» ACTION ITEM
Copy every line from the records that holds the word "medical".
=======
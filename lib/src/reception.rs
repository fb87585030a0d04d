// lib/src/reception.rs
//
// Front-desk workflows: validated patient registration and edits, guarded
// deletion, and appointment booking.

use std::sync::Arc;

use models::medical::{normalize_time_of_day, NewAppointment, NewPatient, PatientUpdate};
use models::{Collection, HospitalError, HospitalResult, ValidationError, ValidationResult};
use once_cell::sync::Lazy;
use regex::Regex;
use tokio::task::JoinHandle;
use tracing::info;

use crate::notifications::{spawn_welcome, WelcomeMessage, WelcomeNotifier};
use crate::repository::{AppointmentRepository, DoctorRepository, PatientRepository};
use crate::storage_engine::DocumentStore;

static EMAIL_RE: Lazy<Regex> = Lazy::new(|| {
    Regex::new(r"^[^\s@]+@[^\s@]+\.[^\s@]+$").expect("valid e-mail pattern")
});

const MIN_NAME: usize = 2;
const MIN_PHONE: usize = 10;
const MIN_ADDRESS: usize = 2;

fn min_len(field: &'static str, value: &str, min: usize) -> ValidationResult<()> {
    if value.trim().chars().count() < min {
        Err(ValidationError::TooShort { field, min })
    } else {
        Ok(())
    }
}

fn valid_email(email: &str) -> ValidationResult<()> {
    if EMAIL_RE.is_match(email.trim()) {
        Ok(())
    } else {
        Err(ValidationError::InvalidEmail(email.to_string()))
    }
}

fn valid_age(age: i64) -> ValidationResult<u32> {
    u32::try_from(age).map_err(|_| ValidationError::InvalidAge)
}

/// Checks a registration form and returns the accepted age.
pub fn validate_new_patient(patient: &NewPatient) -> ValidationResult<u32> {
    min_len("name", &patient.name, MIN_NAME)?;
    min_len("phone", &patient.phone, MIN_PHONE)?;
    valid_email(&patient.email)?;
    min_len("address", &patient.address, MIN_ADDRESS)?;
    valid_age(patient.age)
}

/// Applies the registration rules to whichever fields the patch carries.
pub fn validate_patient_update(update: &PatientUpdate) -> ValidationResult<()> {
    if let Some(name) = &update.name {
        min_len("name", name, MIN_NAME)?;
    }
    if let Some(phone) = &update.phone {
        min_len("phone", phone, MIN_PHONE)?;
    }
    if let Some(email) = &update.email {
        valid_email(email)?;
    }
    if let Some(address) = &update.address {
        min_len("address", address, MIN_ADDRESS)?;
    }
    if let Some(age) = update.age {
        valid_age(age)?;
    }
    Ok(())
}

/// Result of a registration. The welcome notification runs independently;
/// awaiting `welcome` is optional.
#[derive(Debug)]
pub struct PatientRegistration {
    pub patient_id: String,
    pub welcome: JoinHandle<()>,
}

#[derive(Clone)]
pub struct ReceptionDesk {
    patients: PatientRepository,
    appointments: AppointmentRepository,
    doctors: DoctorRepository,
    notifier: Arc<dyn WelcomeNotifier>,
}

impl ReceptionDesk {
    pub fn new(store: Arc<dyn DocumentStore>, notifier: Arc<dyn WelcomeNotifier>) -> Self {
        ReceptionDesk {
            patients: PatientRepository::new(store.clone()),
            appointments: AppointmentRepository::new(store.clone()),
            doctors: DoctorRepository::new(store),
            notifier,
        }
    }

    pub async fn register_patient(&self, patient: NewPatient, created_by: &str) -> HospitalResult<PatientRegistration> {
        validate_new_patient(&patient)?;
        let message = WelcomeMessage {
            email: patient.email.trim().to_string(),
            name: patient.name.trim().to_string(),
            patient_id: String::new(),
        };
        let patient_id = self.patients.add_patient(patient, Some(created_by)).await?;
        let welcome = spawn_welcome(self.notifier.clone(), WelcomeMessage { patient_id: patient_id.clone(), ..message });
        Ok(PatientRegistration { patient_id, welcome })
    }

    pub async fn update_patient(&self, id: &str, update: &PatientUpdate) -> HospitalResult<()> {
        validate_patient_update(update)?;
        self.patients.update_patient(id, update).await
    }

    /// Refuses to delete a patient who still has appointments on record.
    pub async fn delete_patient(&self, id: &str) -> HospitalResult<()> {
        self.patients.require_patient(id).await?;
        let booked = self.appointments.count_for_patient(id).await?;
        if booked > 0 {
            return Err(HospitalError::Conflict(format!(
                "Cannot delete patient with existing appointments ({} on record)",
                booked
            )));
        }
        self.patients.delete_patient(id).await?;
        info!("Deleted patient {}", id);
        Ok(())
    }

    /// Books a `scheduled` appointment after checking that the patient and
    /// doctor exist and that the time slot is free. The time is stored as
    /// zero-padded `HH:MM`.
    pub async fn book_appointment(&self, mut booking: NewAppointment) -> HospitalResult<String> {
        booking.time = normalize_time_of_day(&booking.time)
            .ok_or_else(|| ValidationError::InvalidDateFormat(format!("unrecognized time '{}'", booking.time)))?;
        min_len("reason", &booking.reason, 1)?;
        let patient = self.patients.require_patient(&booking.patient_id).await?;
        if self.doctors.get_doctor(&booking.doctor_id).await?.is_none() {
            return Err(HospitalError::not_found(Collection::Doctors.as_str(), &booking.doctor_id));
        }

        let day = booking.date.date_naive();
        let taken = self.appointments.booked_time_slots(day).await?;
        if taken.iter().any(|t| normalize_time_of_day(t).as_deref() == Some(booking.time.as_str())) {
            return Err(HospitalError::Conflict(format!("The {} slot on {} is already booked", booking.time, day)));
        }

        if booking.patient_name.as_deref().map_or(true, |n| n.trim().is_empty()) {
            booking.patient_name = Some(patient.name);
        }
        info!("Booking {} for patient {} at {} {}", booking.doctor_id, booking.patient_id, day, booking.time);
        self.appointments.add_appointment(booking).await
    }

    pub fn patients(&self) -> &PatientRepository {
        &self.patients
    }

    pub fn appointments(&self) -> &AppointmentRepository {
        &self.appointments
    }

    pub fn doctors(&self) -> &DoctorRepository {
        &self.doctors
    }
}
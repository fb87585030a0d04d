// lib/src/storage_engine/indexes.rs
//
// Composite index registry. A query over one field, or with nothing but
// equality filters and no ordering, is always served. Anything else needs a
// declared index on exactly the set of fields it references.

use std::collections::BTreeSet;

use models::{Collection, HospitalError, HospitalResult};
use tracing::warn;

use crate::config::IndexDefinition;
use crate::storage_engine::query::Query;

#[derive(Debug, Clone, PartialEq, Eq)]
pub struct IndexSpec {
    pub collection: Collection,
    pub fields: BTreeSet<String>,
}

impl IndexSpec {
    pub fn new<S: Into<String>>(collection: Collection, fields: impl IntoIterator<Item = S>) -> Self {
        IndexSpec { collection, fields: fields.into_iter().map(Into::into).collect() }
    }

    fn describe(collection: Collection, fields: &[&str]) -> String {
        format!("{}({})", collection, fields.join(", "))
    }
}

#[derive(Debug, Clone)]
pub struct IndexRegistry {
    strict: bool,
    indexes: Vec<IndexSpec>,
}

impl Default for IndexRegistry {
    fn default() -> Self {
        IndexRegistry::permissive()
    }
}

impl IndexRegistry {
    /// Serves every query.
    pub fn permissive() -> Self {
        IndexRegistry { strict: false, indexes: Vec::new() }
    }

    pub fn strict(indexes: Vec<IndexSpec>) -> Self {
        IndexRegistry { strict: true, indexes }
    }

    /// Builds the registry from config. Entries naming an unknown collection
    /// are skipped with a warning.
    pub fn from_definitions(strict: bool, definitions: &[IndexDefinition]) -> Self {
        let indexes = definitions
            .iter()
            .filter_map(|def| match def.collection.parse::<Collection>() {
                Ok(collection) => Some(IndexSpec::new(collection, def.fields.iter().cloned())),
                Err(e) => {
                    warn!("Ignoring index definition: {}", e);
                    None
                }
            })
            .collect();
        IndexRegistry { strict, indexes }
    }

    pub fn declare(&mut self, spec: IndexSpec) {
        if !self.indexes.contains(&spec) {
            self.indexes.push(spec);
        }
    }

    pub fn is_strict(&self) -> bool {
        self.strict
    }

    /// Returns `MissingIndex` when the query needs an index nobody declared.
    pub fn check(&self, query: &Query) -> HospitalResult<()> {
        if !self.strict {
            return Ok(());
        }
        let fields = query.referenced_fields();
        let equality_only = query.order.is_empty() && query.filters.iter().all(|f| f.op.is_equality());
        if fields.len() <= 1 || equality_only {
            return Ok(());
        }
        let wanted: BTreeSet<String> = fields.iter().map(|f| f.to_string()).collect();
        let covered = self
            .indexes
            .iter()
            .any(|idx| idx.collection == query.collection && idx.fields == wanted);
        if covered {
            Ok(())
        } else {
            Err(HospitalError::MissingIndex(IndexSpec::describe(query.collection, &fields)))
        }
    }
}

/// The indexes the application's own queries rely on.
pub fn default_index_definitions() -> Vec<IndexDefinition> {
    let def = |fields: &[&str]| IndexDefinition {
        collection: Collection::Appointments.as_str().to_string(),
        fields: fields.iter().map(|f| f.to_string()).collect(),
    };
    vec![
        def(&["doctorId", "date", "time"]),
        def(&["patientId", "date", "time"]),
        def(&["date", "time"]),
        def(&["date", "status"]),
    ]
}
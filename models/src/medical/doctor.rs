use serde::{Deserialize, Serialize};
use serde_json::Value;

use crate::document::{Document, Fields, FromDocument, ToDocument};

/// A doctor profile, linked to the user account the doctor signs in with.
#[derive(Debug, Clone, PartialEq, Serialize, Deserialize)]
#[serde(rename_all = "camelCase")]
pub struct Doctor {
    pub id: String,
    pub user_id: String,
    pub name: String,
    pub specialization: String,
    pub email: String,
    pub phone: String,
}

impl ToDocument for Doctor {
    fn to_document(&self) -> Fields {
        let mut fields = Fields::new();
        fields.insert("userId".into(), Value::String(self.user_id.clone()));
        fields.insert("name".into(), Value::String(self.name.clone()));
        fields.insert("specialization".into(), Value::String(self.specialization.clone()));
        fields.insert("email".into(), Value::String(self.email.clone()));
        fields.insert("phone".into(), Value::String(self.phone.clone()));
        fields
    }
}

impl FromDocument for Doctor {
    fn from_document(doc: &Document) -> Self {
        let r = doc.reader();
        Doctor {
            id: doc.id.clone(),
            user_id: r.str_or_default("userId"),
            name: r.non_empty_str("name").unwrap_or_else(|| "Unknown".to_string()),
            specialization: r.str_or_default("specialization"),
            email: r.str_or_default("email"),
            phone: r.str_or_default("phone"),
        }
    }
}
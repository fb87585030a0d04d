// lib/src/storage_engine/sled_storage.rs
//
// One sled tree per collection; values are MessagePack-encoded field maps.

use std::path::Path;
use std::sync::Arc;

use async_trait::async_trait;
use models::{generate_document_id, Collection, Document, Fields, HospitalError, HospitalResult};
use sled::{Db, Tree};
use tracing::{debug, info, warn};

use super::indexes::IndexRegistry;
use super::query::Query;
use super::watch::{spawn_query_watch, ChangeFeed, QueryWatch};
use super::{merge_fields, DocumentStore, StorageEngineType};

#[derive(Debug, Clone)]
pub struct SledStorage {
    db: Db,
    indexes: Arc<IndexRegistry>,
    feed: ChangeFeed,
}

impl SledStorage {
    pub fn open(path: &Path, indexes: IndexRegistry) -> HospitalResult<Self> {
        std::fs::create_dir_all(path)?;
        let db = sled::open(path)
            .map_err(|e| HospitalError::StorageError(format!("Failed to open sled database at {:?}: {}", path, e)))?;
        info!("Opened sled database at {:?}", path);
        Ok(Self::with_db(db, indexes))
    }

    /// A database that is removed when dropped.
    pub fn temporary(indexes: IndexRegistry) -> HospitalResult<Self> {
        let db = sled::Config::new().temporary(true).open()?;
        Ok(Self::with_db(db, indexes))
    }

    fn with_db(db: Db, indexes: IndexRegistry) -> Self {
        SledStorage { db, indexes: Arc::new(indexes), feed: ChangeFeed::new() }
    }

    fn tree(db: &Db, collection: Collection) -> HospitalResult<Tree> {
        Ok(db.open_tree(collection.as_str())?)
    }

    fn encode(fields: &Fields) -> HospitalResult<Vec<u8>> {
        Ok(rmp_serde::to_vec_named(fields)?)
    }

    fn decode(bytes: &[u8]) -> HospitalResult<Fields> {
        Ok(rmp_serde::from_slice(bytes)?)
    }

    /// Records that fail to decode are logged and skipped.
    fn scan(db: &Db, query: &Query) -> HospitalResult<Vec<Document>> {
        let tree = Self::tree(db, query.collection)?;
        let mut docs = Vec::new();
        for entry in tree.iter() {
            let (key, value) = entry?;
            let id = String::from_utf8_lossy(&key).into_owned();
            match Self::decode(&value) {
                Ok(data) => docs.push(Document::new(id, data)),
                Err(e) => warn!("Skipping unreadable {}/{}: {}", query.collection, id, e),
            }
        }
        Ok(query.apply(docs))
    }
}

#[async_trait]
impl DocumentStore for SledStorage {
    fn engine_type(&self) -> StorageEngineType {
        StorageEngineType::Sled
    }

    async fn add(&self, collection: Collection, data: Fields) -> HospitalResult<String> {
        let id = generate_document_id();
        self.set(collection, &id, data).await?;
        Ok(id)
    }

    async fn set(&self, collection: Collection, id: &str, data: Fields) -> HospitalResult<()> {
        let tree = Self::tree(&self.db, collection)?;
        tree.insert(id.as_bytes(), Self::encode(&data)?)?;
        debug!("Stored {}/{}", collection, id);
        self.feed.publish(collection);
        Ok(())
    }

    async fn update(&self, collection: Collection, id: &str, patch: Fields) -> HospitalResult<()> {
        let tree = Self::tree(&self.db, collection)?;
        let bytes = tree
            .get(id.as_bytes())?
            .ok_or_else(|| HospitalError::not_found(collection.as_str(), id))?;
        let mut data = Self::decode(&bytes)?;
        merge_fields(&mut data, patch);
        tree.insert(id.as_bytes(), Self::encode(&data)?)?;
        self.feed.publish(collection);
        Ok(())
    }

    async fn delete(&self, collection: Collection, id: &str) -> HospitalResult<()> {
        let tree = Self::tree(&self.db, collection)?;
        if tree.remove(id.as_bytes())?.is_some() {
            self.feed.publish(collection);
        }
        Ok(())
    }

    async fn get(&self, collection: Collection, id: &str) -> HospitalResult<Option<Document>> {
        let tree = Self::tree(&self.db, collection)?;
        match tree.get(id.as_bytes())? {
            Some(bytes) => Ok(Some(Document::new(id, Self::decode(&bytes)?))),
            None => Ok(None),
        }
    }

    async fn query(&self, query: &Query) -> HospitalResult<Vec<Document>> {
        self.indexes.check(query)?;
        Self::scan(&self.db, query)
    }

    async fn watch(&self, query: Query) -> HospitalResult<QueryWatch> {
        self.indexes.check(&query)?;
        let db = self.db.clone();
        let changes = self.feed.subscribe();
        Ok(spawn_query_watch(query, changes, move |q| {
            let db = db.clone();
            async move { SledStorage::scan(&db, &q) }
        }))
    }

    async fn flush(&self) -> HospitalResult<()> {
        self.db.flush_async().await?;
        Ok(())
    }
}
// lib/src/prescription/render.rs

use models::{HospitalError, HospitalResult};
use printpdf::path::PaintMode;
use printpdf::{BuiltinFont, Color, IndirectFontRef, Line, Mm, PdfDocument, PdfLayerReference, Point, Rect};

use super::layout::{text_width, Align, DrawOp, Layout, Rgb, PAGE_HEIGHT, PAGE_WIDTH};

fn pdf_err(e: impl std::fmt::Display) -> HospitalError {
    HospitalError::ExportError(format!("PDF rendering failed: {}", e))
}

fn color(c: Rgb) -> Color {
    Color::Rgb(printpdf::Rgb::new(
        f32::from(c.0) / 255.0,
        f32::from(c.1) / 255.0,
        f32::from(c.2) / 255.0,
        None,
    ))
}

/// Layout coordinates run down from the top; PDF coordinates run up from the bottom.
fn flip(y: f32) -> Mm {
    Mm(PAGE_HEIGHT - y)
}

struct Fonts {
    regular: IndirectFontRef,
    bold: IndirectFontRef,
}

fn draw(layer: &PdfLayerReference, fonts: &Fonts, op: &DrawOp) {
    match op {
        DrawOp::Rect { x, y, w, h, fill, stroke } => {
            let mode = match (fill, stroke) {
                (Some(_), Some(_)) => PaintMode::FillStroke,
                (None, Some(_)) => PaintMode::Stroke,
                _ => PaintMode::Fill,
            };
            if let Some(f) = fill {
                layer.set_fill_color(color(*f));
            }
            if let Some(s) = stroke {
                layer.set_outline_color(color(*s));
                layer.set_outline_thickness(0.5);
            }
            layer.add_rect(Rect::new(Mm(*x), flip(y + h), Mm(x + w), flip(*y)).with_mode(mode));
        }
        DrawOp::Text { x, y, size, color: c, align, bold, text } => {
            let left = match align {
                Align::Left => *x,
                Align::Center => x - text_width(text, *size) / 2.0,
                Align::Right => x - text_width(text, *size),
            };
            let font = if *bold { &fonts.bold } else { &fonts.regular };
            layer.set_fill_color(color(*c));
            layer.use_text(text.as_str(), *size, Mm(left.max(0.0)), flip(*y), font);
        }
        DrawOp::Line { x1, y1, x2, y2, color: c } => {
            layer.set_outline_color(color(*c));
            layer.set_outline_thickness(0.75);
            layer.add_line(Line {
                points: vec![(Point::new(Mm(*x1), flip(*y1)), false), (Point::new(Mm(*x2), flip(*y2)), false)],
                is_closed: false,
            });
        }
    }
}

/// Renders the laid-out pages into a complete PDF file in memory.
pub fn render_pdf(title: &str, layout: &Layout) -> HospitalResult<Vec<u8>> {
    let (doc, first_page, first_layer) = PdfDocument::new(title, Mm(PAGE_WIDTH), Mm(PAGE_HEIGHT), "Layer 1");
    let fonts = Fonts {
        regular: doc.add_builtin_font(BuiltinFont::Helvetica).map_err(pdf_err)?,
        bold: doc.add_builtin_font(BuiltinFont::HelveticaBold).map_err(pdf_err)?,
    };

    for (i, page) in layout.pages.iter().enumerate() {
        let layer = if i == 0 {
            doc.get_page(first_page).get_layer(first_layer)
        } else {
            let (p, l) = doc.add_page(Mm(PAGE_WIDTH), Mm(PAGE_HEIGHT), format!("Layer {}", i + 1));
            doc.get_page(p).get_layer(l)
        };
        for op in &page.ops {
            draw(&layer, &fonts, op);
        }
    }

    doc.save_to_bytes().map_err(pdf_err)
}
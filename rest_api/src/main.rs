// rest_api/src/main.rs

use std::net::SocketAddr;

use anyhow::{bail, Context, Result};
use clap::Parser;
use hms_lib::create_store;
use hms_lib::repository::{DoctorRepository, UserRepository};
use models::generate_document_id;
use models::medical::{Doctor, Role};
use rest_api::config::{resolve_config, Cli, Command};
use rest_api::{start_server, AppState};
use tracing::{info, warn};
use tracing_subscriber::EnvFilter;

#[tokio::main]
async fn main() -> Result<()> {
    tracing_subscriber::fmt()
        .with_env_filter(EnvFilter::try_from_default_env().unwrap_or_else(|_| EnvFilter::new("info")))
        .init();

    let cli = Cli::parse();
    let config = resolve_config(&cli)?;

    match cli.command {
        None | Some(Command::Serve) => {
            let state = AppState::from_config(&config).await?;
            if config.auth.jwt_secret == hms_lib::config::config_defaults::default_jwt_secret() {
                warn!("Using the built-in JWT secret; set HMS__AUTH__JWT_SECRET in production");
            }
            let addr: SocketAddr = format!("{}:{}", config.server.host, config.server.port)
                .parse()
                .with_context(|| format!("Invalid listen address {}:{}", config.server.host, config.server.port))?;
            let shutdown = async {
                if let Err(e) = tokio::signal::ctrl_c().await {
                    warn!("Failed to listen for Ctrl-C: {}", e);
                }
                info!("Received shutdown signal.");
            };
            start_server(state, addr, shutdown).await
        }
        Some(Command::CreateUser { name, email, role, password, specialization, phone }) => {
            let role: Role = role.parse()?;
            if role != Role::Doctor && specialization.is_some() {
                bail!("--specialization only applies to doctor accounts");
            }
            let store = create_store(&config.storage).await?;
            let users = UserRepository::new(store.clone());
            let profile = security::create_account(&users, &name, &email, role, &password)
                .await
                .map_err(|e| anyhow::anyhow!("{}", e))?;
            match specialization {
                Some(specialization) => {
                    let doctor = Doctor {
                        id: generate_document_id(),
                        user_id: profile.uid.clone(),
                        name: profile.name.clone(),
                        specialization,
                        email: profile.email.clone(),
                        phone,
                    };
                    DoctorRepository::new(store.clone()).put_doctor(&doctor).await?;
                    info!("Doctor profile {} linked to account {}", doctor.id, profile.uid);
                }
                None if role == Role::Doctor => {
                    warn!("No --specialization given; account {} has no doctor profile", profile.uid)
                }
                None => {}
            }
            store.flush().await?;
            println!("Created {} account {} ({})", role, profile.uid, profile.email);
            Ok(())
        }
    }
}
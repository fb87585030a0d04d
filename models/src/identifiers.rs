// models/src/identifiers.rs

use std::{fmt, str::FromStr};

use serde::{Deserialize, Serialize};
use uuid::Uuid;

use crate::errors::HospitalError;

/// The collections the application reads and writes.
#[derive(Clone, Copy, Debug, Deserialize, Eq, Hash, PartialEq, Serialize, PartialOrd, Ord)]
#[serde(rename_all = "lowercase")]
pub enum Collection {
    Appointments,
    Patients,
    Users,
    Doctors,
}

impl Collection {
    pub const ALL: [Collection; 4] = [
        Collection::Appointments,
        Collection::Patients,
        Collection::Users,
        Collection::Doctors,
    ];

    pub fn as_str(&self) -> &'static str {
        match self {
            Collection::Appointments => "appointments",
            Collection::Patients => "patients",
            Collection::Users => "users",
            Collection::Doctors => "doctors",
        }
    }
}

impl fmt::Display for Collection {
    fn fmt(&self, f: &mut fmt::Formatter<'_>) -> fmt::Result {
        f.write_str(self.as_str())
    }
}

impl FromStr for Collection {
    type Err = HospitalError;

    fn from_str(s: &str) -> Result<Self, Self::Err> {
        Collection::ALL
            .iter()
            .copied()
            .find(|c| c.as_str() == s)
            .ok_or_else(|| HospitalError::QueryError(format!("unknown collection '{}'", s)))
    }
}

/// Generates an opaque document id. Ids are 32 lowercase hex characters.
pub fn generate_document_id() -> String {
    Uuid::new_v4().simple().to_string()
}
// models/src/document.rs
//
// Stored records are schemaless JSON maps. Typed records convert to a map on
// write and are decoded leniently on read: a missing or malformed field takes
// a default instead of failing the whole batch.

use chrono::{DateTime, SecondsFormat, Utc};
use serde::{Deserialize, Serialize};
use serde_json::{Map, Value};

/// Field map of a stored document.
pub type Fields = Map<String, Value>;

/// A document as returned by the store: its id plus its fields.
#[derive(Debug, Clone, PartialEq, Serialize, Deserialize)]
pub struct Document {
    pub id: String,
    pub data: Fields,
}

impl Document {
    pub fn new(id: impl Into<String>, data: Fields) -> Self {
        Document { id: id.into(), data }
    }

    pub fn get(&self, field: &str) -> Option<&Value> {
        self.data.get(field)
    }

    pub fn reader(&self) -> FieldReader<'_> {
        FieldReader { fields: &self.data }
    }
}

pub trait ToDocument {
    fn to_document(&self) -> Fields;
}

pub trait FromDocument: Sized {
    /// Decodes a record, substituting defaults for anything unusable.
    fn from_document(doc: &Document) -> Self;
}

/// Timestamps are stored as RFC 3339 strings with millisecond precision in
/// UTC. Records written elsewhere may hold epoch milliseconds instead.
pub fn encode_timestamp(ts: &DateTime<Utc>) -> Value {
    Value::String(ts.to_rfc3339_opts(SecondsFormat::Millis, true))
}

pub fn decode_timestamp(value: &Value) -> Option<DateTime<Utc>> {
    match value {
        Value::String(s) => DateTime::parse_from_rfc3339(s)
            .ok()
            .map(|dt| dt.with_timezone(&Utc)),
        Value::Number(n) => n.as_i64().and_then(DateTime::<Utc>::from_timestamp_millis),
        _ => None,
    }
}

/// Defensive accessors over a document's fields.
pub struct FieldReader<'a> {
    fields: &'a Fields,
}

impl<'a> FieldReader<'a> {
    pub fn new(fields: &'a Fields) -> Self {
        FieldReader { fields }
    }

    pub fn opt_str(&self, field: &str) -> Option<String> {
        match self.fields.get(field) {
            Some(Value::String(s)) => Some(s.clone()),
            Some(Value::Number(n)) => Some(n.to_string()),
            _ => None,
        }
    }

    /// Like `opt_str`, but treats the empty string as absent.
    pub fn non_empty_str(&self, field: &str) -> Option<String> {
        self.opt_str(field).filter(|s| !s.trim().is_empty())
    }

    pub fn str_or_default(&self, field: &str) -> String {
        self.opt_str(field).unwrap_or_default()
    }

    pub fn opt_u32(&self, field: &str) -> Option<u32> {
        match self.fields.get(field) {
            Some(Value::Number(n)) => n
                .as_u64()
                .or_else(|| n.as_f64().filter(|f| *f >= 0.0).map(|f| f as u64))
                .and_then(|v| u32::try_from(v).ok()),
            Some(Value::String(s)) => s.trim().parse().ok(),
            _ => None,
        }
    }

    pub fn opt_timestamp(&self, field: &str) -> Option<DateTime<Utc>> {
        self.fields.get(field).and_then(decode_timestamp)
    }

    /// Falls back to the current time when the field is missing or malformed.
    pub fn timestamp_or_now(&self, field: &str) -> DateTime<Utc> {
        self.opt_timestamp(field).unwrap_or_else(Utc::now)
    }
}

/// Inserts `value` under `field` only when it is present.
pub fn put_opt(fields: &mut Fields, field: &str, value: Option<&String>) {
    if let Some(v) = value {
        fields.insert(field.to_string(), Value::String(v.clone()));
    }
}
=======
» ANSWER BOX
use models::medical::{normalize_time_of_day, NewAppointment, NewPatient, PatientUpdate};
filename models/src/medical/doctor.rs
use models::medical::{Doctor, Role};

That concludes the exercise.